The electron–electron interaction in the conduction band and hole–hole interaction in the valence band (fourth term in equation (1), altogether carrier–carrier scattering) are responsible for thermalization of the electrons and holes in their respective bands. This enables carriers to reach a quasi-equilibrium where a Fermi–Dirac distribution with a carrier temperature [T_e(h) for electrons (holes)] can be associated to the carriers.

Following the standard notations from the [18], we obtain the net scattering rate corresponding to the electrons with energy within $\mathcal{E}$ and $\mathcal{E}+\mathrm{d}\mathcal{E}$ is given by

$$\begin{align}\hfill {\left(\frac{\partial {f}_{\mathrm{e}}(\mathcal{E})}{\partial t}\right)}_{\mathrm{e}-\mathrm{e}}& =\frac{4\pi }{\hslash }\frac{{V}^{2}}{16{\pi }^{4}}\int \mathrm{d}{\mathcal{E}}_{1}\,\mathrm{d}{\mathcal{E}}_{2}\,\mathrm{d}{\mathcal{E}}_{3}\left[{\int }_{{k}_{\mathrm{l}\mathrm{o}\mathrm{w}}}^{{k}_{\mathrm{h}\mathrm{i}\mathrm{g}\mathrm{h}}}\mathrm{d}\kappa \vert M(\kappa ){\vert }^{2}\right]\delta ({\mathcal{E}}_{1}-{\mathcal{E}}_{2}+\mathcal{E}-{\mathcal{E}}_{3})\hfill \\ \hfill & \quad \times \frac{\hslash }{\sqrt{(\mathcal{E}-{\mathcal{E}}_{\mathrm{c}})}}\left([1-{f}_{\mathrm{e}}(\mathcal{E})][1-{f}_{\mathrm{e}}({\mathcal{E}}_{1})]{f}_{\mathrm{e}}({\mathcal{E}}_{2}){f}_{\mathrm{e}}({\mathcal{E}}_{3})-{f}_{\mathrm{e}}(\mathcal{E}){f}_{\mathrm{e}}({\mathcal{E}}_{1})[1-{f}_{\mathrm{e}}({\mathcal{E}}_{2})][1-{f}_{\mathrm{e}}({\mathcal{E}}_{3})]\right),\hfill \end{align} \tag{ 6 }$$

where V is the volume of the system under consideration and M(κ) is the matrix element of the electron–electron interaction Hamiltonian within the first-order perturbation theory; it depends on the momentum exchange, κ = k − k₂ = k₁ − k₃. The limits of the integration over the matrix element are k_low = max(|k − k₂|, |k₁ − k₃|) and k_high = min(k + k₂, k₁ + k₃) where the electron wave-number k_j corresponds to ${\mathcal{E}}_{j}$.

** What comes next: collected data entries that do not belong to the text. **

//! Chat service: question in, answer text out
//!
//! Drives embedder → similarity index → match decider, and escalates the
//! questions it cannot answer to the unresolved log.

use std::sync::Arc;
use serde::Serialize;
use tracing::debug;
use crate::Result;
use crate::corpus::QaCorpus;
use crate::escalation::{LogOutcome, UnresolvedLog};
use crate::query::{Decision, Embedder, MatchDecider, SimilarityIndex};

/// Returned for empty or whitespace-only questions
pub const DEFAULT_EMPTY_PROMPT: &str = "Please ask a question.";

/// Returned when no corpus entry is close enough
pub const DEFAULT_FALLBACK: &str =
    "Sorry, I don't have an answer to that yet. Could you rephrase your question?";

/// Fixed response texts
#[derive(Debug, Clone, PartialEq, Eq)]
pub struct Messages {
    pub empty_prompt: String,
    pub fallback: String,
}

impl Default for Messages {
    fn default() -> Self {
        Self {
            empty_prompt: DEFAULT_EMPTY_PROMPT.to_string(),
            fallback: DEFAULT_FALLBACK.to_string(),
        }
    }
}

/// How a reply was produced
#[derive(Debug, Clone, PartialEq, Serialize)]
#[serde(tag = "kind", rename_all = "snake_case")]
pub enum ReplyKind {
    /// Empty input; nothing was looked up
    Prompt,
    Matched { id: usize, distance: f32 },
    Escalated { distance: f32, outcome: LogOutcome },
}

/// Answer text plus how it was reached
#[derive(Debug, Clone, PartialEq, Serialize)]
pub struct Reply {
    pub answer: String,
    #[serde(flatten)]
    pub kind: ReplyKind,
}

/// Answers questions from a fixed corpus
pub struct ChatService {
    embedder: Arc<dyn Embedder>,
    index: Arc<dyn SimilarityIndex>,
    corpus: Arc<QaCorpus>,
    decider: MatchDecider,
    log: Arc<UnresolvedLog>,
    messages: Messages,
}

impl ChatService {
    /// `index` must cover exactly the ids of `corpus`
    pub fn new(
        embedder: Arc<dyn Embedder>,
        index: Arc<dyn SimilarityIndex>,
        corpus: Arc<QaCorpus>,
        log: Arc<UnresolvedLog>,
    ) -> Self {
        Self {
            embedder,
            index,
            corpus,
            decider: MatchDecider::default(),
            log,
            messages: Messages::default(),
        }
    }

    pub fn with_decider(mut self, decider: MatchDecider) -> Self {
        self.decider = decider;
        self
    }

    pub fn with_messages(mut self, messages: Messages) -> Self {
        self.messages = messages;
        self
    }

    pub fn corpus(&self) -> &QaCorpus {
        &self.corpus
    }

    pub fn log(&self) -> &UnresolvedLog {
        &self.log
    }

    /// Answer text for `question`
    ///
    /// Errors only when embedding or the index lookup fails; escalation
    /// problems never reach the caller.
    pub fn answer(&self, question: &str) -> Result<String> {
        self.respond(question).map(|reply| reply.answer)
    }

    /// Answer `question` and report how the answer was chosen
    pub fn respond(&self, question: &str) -> Result<Reply> {
        if question.trim().is_empty() {
            return Ok(Reply {
                answer: self.messages.empty_prompt.clone(),
                kind: ReplyKind::Prompt,
            });
        }

        let vector = self.embedder.embed(question)?;
        let hit = self.index.nearest(&vector)?;
        let decision = self.decider.decide(hit.distance);
        debug!(question, matched_id = hit.matched_id, distance = hit.distance, ?decision, "Scored question");

        match decision {
            Decision::Match => Ok(Reply {
                answer: self.corpus.answer(hit.matched_id).to_string(),
                kind: ReplyKind::Matched {
                    id: hit.matched_id,
                    distance: hit.distance,
                },
            }),
            Decision::NoMatch => {
                let outcome = self.log.record(question, &hit.distance.to_string());
                Ok(Reply {
                    answer: self.messages.fallback.clone(),
                    kind: ReplyKind::Escalated {
                        distance: hit.distance,
                        outcome,
                    },
                })
            }
        }
    }
}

We consider the short-ranged, hard sphere interaction between the electrons for which ${\int }_{{k}_{\mathrm{l}\mathrm{o}\mathrm{w}}}^{{k}_{high}}\mathrm{d}\kappa \vert M(\kappa ){\vert }^{2}=\frac{{\sigma }_{\mathrm{t}}{({m}_{\mathrm{e}}^{\ast })}^{2}}{4{\pi }^{2}{\hslash }^{3}{V}^{2}}({k}_{\text{high}}-{k}_{\text{low}})$, where σ_t = 6 × 10⁻¹⁶ m² is the total scattering cross-section corresponding to electrons in GaAs [18]. Notice the fact that the matrix element M²(κ) contains a V⁻² factor which cancels the V² appearing in equation (6), thereby making the expression for electron–electron scattering volume normalized. We point out in passing that our choice of the hard-sphere scattering is a trade-off between the computation time and a more realistic model of screened Coulomb interaction, the Debye screening [59, 65]. In [18, 70, 71] it has been pointed out that at low densities (n_e < 10²² m⁻³) the 'Debye' screening formula [59, 65] breaks down and electrons act as unscreened particles. Therefore, following [18] we take hard-sphere interaction with the total scattering cross-section σ_t representing the value of the scattering cross-section of unscreened electrons.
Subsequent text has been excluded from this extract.